The medical myth that still shapes misunderstandings of women's health
Briefly

The medical myth that still shapes misunderstandings of women's health
"Hysteria was long attributed to a wandering uterus. The earliest text blaming women's reproduction for illness was the Kahun Gynaecological Papyrus, an Egyptian medical scroll from 1900 BC. Women's wombs were blamed for things like choking, cognitive deficits and the inability to speak, and paralysis. Treatments for women were always nonsurgical: swallowing medicine or rubbing it on the body; fumigating the womb with oils or incense."
"Hippocrates, the father of medicine, birthed the concept of hysteria. Translating to "uterus," hysteria was used to theorize women's ailments - something that few male doctors of the time understood or studied. In fact, the Greeks often linked women's health and sexuality with madness: emotional volatility, hallucination, dissociative states, tics, convulsions.
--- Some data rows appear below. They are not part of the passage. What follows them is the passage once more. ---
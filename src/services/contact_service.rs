use uuid::Uuid;

use crate::{
    dto::contacts::{ContactList, CreateContactRequest, UpdateContactRequest},
    error::{AppError, AppResult},
    middleware::auth::AuthUser,
    models::Contact,
    response::{ApiResponse, Meta},
    state::AppState,
};

pub async fn list_contacts(
    state: &AppState,
    user: &AuthUser,
) -> AppResult<ApiResponse<ContactList>> {
    let items: Vec<Contact> =
        sqlx::query_as("SELECT * FROM contacts WHERE user_id = $1 ORDER BY city, street")
            .bind(user.user_id)
            .fetch_all(&state.pool)
            .await?;
    Ok(ApiResponse::success(
        "OK",
        ContactList { items },
        Some(Meta::empty()),
    ))
}

pub async fn create_contact(
    state: &AppState,
    user: &AuthUser,
    payload: CreateContactRequest,
) -> AppResult<ApiResponse<Contact>> {
    for (field, value) in [
        ("city", &payload.city),
        ("street", &payload.street),
        ("phone", &payload.phone),
    ] {
        if value.trim().is_empty() {
            return Err(AppError::Validation(format!("{field} must not be empty")));
        }
    }

    let contact: Contact = sqlx::query_as(
        r#"
        INSERT INTO contacts (id, user_id, city, street, house, apartment, phone)
        VALUES ($1, $2, $3, $4, $5, $6, $7)
        RETURNING *
        "#,
    )
    .bind(Uuid::new_v4())
    .bind(user.user_id)
    .bind(payload.city)
    .bind(payload.street)
    .bind(payload.house)
    .bind(payload.apartment)
    .bind(payload.phone)
    .fetch_one(&state.pool)
    .await?;

    Ok(ApiResponse::success("Contact created", contact, None))
}

pub async fn update_contact(
    state: &AppState,
    user: &AuthUser,
    id: Uuid,
    payload: UpdateContactRequest,
) -> AppResult<ApiResponse<Contact>> {
    let existing: Option<Contact> =
        sqlx::query_as("SELECT * FROM contacts WHERE id = $1 AND user_id = $2")
            .bind(id)
            .bind(user.user_id)
            .fetch_optional(&state.pool)
            .await?;
    let existing = existing.ok_or(AppError::NotFound)?;

    let contact: Contact = sqlx::query_as(
        r#"
        UPDATE contacts
        SET city = $3, street = $4, house = $5, apartment = $6, phone = $7
        WHERE id = $1 AND user_id = $2
        RETURNING *
        "#,
    )
    .bind(id)
    .bind(user.user_id)
    .bind(payload.city.unwrap_or(existing.city))
    .bind(payload.street.unwrap_or(existing.street))
    .bind(payload.house.unwrap_or(existing.house))
    .bind(payload.apartment.unwrap_or(existing.apartment))
    .bind(payload.phone.unwrap_or(existing.phone))
    .fetch_one(&state.pool)
    .await?;

    Ok(ApiResponse::success("Contact updated", contact, None))
}

pub async fn delete_contact(
    state: &AppState,
    user: &AuthUser,
    id: Uuid,
) -> AppResult<ApiResponse<serde_json::Value>> {
    let result = sqlx::query("DELETE FROM contacts WHERE id = $1 AND user_id = $2")
        .bind(id)
        .bind(user.user_id)
        .execute(&state.pool)
        .await?;
    if result.rows_affected() == 0 {
        return Err(AppError::NotFound);
    }
    Ok(ApiResponse::success(
        "Contact deleted",
        serde_json::json!({}),
        Some(Meta::empty()),
    ))
}
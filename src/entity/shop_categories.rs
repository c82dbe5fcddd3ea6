use sea_orm::entity::prelude::*;

// Additive junction: links are only ever added during import, never removed,
// so one shop dropping a category cannot break another shop's references.
#[derive(Clone, Debug, PartialEq, DeriveEntityModel)]
#[sea_orm(table_name = "shop_categories")]
pub struct Model {
    #[sea_orm(primary_key, auto_increment = false)]
    pub shop_id: Uuid,
    #[sea_orm(primary_key, auto_increment = false)]
    pub category_id: Uuid,
}

#[derive(Copy, Clone, Debug, EnumIter, DeriveRelation)]
pub enum Relation {
    #[sea_orm(
        belongs_to = "super::shops::Entity",
        from = "Column::ShopId",
        to = "super::shops::Column::Id"
    )]
    Shops,
    #[sea_orm(
        belongs_to = "super::categories::Entity",
        from = "Column::CategoryId",
        to = "super::categories::Column::Id"
    )]
    Categories,
}

impl Related<super::shops::Entity> for Entity {
    fn to() -> RelationDef {
        Relation::Shops.def()
    }
}

impl Related<super::categories::Entity> for Entity {
    fn to() -> RelationDef {
        Relation::Categories.def()
    }
}

impl ActiveModelBehavior for ActiveModel {}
The obsession with the womb by male scholars has been a central curiosity in part because they perceived it as the source of women's undoing, physically and emotionally."
"Hysteria itself, according to Hippocrates, was a result of a wandering uterus that couldn't adjust to societal expectations and therefore was the source of women's social discontent. This idea of the wandering uterus held throughout the Middle Ages and was one reason men were not commonly perceived as hysteric. The womb was considered a "master switch" of all women's health and disease."
Belief in a wandering uterus began in ancient Egypt, where the Kahun Gynaecological Papyrus (1900 BC) blamed women's reproduction for choking, cognitive deficits, speech loss, and paralysis, and prescribed nonsurgical treatments such as ingesting medicines, topical applications, or fumigating the womb. Hippocratic medicine coined hysteria (literally 'uterus') and linked women's health and sexuality with madness, including emotional volatility, hallucination, dissociation, tics, and convulsions. Male scholars treated the womb as the origin of women's physical and emotional problems, portraying it as a 'master switch' of women's health. The wandering-uterus idea persisted through the Middle Ages and shaped diagnostic categories that excluded men.